In fact, environmental stressors have been demonstrated to affect physiology as early as during fetal development. For example, female rodents experiencing high levels of stress during pregnancy have been shown to produce offspring that are more reactive to stress and more fearful of their environment. Furthermore, these animals were observed to have impaired memory and learning abilities; they also suffered from increased burdens of memory and cognitive decline related to aging throughout adulthood (18). While the effect of poor post-natal maternal care on offspring wellbeing has revealed similar trends, studies have also demonstrated that positive experiences in young animals can have a “rescue effect,” and to some degree can compensate for the negative consequences of prenatal and/or postnatal stress/neglect. Positive experiences include social play and environments that promote exploration and discovery; exposure to these influences has been shown to result in adaptive changes in not only the chemistry, but also the architecture of the developing brain. These changes can result, for example, in the reversal of the effects of mild hardship on stress hormone release. Of course, the plasticity of the brain has limits. For example, the reduced number of glucocorticoid receptors in the hippocampus that has been observed to result from persistent stress has proven to be resistant to reversal over time, thus having the potential to adversely affect the individual throughout his or her lifetime (19).

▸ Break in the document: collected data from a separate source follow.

use super::*;
use crate::bridge::RecordingTransport;
use serde_json::json;
use shared::{error::ErrorCode, protocol::Envelope};

const THEME: &str = r##"{"bg_color":"#ffffff","secondary_bg_color":"#f0f0f0"}"##;

fn launch(version: &str) -> LaunchParams {
    LaunchParams {
        version: version.to_string(),
        platform: "tdesktop".to_string(),
        theme_params: Some(THEME.to_string()),
        bot_inline: true,
        ..LaunchParams::default()
    }
}

fn boot_with(params: LaunchParams) -> (Arc<RecordingTransport>, WebApp) {
    let transport = RecordingTransport::new();
    let app = WebApp::new(params, transport.clone(), None);
    transport.take();
    (transport, app)
}

fn boot(version: &str) -> (Arc<RecordingTransport>, WebApp) {
    boot_with(launch(version))
}

fn record(app: &WebApp, kinds: &[AppEventKind]) -> Arc<Mutex<Vec<AppEvent>>> {
    let seen = Arc::new(Mutex::new(Vec::new()));
    for kind in kinds {
        let seen = seen.clone();
        app.on_event(*kind, move |event| seen.lock().expect("seen").push(event.clone()));
    }
    seen
}

fn payload(envelope: &Envelope) -> Value {
    envelope.event_data.clone().unwrap_or(Value::Null)
}

#[test]
fn init_applies_theme_then_requests_theme_and_viewport() {
    let transport = RecordingTransport::new();
    let app = WebApp::new(launch("6.10"), transport.clone(), None);

    assert_eq!(
        transport.sent_names(),
        ["web_app_request_theme", "web_app_request_viewport"]
    );
    assert_eq!(app.theme().get_param("bg_color").as_deref(), Some("#ffffff"));
    assert_eq!(app.color_scheme(), ColorScheme::Light);
    assert_eq!(app.version(), "6.10");
    assert_eq!(app.platform(), "tdesktop");
}

#[test]
fn malformed_launch_theme_is_ignored() {
    let (_transport, app) = boot_with(LaunchParams {
        theme_params: Some("{oops".to_string()),
        ..LaunchParams::default()
    });
    assert!(app.theme_params().is_empty());
}

#[test]
fn gated_operations_fail_on_old_hosts() {
    let (transport, app) = boot("6.0");

    let gated = [
        app.show_alert("hi", None).expect_err("popup"),
        app.open_invoice("https://t.me/$slug", None).expect_err("invoice"),
        app.read_text_from_clipboard(None).expect_err("clipboard"),
        app.set_header_color("bg_color").expect_err("header"),
        app.enable_closing_confirmation().expect_err("closing"),
        app.back_button().err().expect("back button"),
        app.haptic_feedback().err().expect("haptics"),
    ];
    for err in gated {
        assert_eq!(err.code, ErrorCode::MethodUnsupported, "{err}");
    }
    assert!(transport.sent().is_empty());

    let (_transport, app) = boot("6.9");
    assert!(app.back_button().is_ok());
    let err = app.settings_button().err().expect("settings button");
    assert_eq!(err.code, ErrorCode::MethodUnsupported);
}

#[test]
fn confirm_ok_reports_true() {
    let (transport, app) = boot("6.2");
    let answer = Arc::new(Mutex::new(None));
    let answer_slot = answer.clone();

    app.show_confirm(
        "Proceed?",
        Some(Box::new(move |ok| {
            *answer_slot.lock().expect("answer") = Some(ok);
        })),
    )
    .expect("confirm");

    let posted = transport.take();
    assert_eq!(posted.len(), 1);
    assert_eq!(
        payload(&posted[0]),
        json!({
            "message": "Proceed?",
            "buttons": [{"id": "ok", "type": "ok"}, {"id": "", "type": "cancel"}]
        })
    );

    app.dispatch("popup_closed", json!({"button_id": "ok"}));
    assert_eq!(*answer.lock().expect("answer"), Some(true));
}

#[test]
fn confirm_cancel_skips_callback_but_emits_popup_closed() {
    let (_transport, app) = boot("6.2");
    let seen = record(&app, &[AppEventKind::PopupClosed]);
    let called = Arc::new(Mutex::new(false));
    let called_slot = called.clone();

    app.show_confirm(
        "Proceed?",
        Some(Box::new(move |_ok| *called_slot.lock().expect("called") = true)),
    )
    .expect("confirm");
    app.dispatch("popup_closed", json!({"button_id": ""}));

    assert!(!*called.lock().expect("called"));
    assert_eq!(
        *seen.lock().expect("seen"),
        vec![AppEvent::PopupClosed {
            button_id: Some(String::new())
        }]
    );

    app.show_alert("again", None).expect("popup closed after cancel");
}

#[test]
fn second_popup_while_open_is_already_open() {
    let (transport, app) = boot("6.2");
    app.show_alert("first", None).expect("first popup");
    let err = app.show_alert("second", None).expect_err("second popup");
    assert_eq!(err.code, ErrorCode::AlreadyOpen);
    assert_eq!(transport.sent().len(), 1);
}

#[test]
fn alert_callback_runs_on_close() {
    let (transport, app) = boot("6.2");
    let closed = Arc::new(Mutex::new(0_u32));
    let closed_slot = closed.clone();

    app.show_alert(
        "Saved",
        Some(Box::new(move || *closed_slot.lock().expect("closed") += 1)),
    )
    .expect("alert");

    let posted = transport.take();
    let button_id = payload(&posted[0])["buttons"][0]["id"]
        .as_str()
        .expect("synthesized id")
        .to_string();
    assert_eq!(payload(&posted[0])["buttons"][0]["type"], "close");

    app.dispatch("popup_closed", json!({ "button_id": button_id }));
    app.dispatch("popup_closed", json!({ "button_id": button_id }));
    assert_eq!(*closed.lock().expect("closed"), 1);
}

#[test]
fn stray_popup_closed_emits_nothing() {
    let (_transport, app) = boot("6.2");
    let seen = record(&app, &[AppEventKind::PopupClosed]);
    app.dispatch("popup_closed", json!({"button_id": "ok"}));
    assert!(seen.lock().expect("seen").is_empty());
}

#[test]
fn callback_may_reenter_the_app() {
    let (transport, app) = boot("6.2");
    let reentrant = app.clone();

    app.show_confirm(
        "Delete?",
        Some(Box::new(move |ok| {
            if ok {
                reentrant.show_alert("Deleted", None).expect("nested popup");
            }
        })),
    )
    .expect("confirm");
    app.dispatch("popup_closed", json!({"button_id": "ok"}));

    assert_eq!(
        transport.sent_names(),
        ["web_app_open_popup", "web_app_open_popup"]
    );
}

#[test]
fn invoice_round_trip_is_keyed_by_slug() {
    let (transport, app) = boot("6.1");
    let seen = record(&app, &[AppEventKind::InvoiceClosed]);
    let statuses = Arc::new(Mutex::new(Vec::new()));
    let statuses_slot = statuses.clone();

    app.open_invoice(
        "https://t.me/$abc",
        Some(Box::new(move |status| {
            statuses_slot.lock().expect("statuses").push(status)
        })),
    )
    .expect("open invoice");
    assert_eq!(payload(&transport.take()[0]), json!({"slug": "abc"}));

    let err = app
        .open_invoice("https://t.me/invoice/abc", None)
        .expect_err("same slug pending");
    assert_eq!(err.code, ErrorCode::AlreadyOpen);

    app.dispatch("invoice_closed", json!({"slug": "abc", "status": "paid"}));
    app.dispatch("invoice_closed", json!({"slug": "abc", "status": "paid"}));

    assert_eq!(*statuses.lock().expect("statuses"), ["paid"]);
    assert_eq!(
        *seen.lock().expect("seen"),
        vec![AppEvent::InvoiceClosed {
            url: "https://t.me/$abc".to_string(),
            status: "paid".to_string()
        }]
    );
    assert_eq!(app.pending_request_count(), 0);
}

#[test]
fn clipboard_response_is_delivered_once() {
    let (transport, app) = boot("6.4");
    let seen = record(&app, &[AppEventKind::ClipboardTextReceived]);
    let texts = Arc::new(Mutex::new(Vec::new()));
    let texts_slot = texts.clone();

    app.read_text_from_clipboard(Some(Box::new(move |text| {
        texts_slot.lock().expect("texts").push(text)
    })))
    .expect("clipboard");
    let req_id = payload(&transport.take()[0])["req_id"]
        .as_str()
        .expect("req_id")
        .to_string();
    assert_eq!(req_id.len(), 32);

    app.dispatch("clipboard_text_received", json!({"req_id": "unknown", "data": "x"}));
    app.dispatch("clipboard_text_received", json!({"req_id": req_id, "data": "copied"}));
    app.dispatch("clipboard_text_received", json!({"req_id": req_id, "data": "again"}));

    assert_eq!(*texts.lock().expect("texts"), [Some("copied".to_string())]);
    assert_eq!(seen.lock().expect("seen").len(), 1);
}

#[test]
fn unanswered_requests_stay_pending() {
    let (_transport, app) = boot("6.4");
    app.read_text_from_clipboard(None).expect("first");
    app.read_text_from_clipboard(None).expect("second");
    assert_eq!(app.pending_request_count(), 2);
}

#[test]
fn qr_scan_consumed_by_callback_dismisses_popup() {
    let (transport, app) = boot("6.4");
    let seen = record(&app, &[AppEventKind::QrTextReceived]);

    app.show_scan_qr_popup(
        &QrPopupSpec::with_text("  Scan the code  "),
        Some(Box::new(|data: Option<&str>| data == Some("wanted"))),
    )
    .expect("open scanner");
    assert_eq!(
        payload(&transport.take()[0]),
        json!({"text": "Scan the code"})
    );

    app.dispatch("qr_text_received", json!({"data": "other"}));
    assert!(transport.sent().is_empty());

    app.dispatch("qr_text_received", json!({"data": "wanted"}));
    assert_eq!(transport.sent_names(), ["web_app_close_scan_qr_popup"]);
    assert_eq!(seen.lock().expect("seen").len(), 2);

    app.dispatch("qr_text_received", json!({"data": "late"}));
    assert_eq!(seen.lock().expect("seen").len(), 2);
}

#[test]
fn host_dismissal_closes_scanner() {
    let (_transport, app) = boot("6.4");
    let seen = record(&app, &[AppEventKind::ScanQrPopupClosed]);

    app.show_scan_qr_popup(&QrPopupSpec::default(), None)
        .expect("open scanner");
    let err = app
        .show_scan_qr_popup(&QrPopupSpec::default(), None)
        .expect_err("already open");
    assert_eq!(err.code, ErrorCode::AlreadyOpen);

    app.dispatch("scan_qr_popup_closed", Value::Null);
    assert_eq!(seen.lock().expect("seen").len(), 1);
    app.show_scan_qr_popup(&QrPopupSpec::default(), None)
        .expect("reopen after dismissal");
}

#[test]
fn main_button_posts_setup_and_forwards_active_clicks() {
    let (transport, app) = boot("6.0");
    let seen = record(&app, &[AppEventKind::MainButtonClicked]);

    app.main_button().set_text("Buy").expect("text");
    app.main_button().show().expect("show");
    let posted = transport.take();
    assert_eq!(
        payload(posted.last().expect("setup")),
        json!({
            "is_visible": true,
            "is_active": true,
            "is_progress_visible": false,
            "text": "Buy",
            "has_shine_effect": false
        })
    );

    app.dispatch("main_button_pressed", Value::Null);
    app.main_button().disable().expect("disable");
    app.dispatch("main_button_pressed", Value::Null);

    assert_eq!(*seen.lock().expect("seen"), vec![AppEvent::MainButtonClicked]);
}

#[test]
fn back_and_settings_buttons_forward_presses() {
    let (transport, app) = boot("6.10");
    let seen = record(
        &app,
        &[
            AppEventKind::BackButtonClicked,
            AppEventKind::SettingsButtonClicked,
        ],
    );

    app.back_button().expect("back").show().expect("show back");
    app.settings_button()
        .expect("settings")
        .show()
        .expect("show settings");
    assert_eq!(
        transport.sent(),
        vec![
            Envelope {
                event_type: "web_app_setup_back_button".to_string(),
                event_data: Some(json!({"is_visible": true})),
            },
            Envelope {
                event_type: "web_app_setup_settings_button".to_string(),
                event_data: Some(json!({"is_visible": true})),
            },
        ]
    );

    app.dispatch("back_button_pressed", Value::Null);
    app.dispatch("settings_button_pressed", Value::Null);
    assert_eq!(
        *seen.lock().expect("seen"),
        vec![AppEvent::BackButtonClicked, AppEvent::SettingsButtonClicked]
    );
}

#[test]
fn host_viewport_updates_state_and_emits_app_event() {
    let (_transport, app) = boot("6.0");
    let seen = record(&app, &[AppEventKind::ViewportChanged]);

    app.dispatch(
        "viewport_changed",
        json!({"height": 600.0, "is_state_stable": true, "is_expanded": true}),
    );
    app.dispatch(
        "viewport_changed",
        json!({"height": 420.0, "is_state_stable": false}),
    );

    let viewport = app.viewport();
    assert_eq!(viewport.height, 420.0);
    assert_eq!(viewport.stable_height, 600.0);
    assert!(!app.is_expanded());
    assert_eq!(
        *seen.lock().expect("seen"),
        vec![
            AppEvent::ViewportChanged {
                is_state_stable: true
            },
            AppEvent::ViewportChanged {
                is_state_stable: false
            },
        ]
    );
}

Furthermore, due to the epigenetic mechanisms discussed above, these effects can have consequences on generations to come (14, 15).
So, What About Hospitalizations?
In 2012, nearly one out of six United States hospital discharges was for a child of age 17 or younger. That year, for this age group, there were a stunning 5.9 million pediatric hospital stays; 3.9 million of these stays were for newborn infants. These hospitalizations averaged 3.9 days in length (20).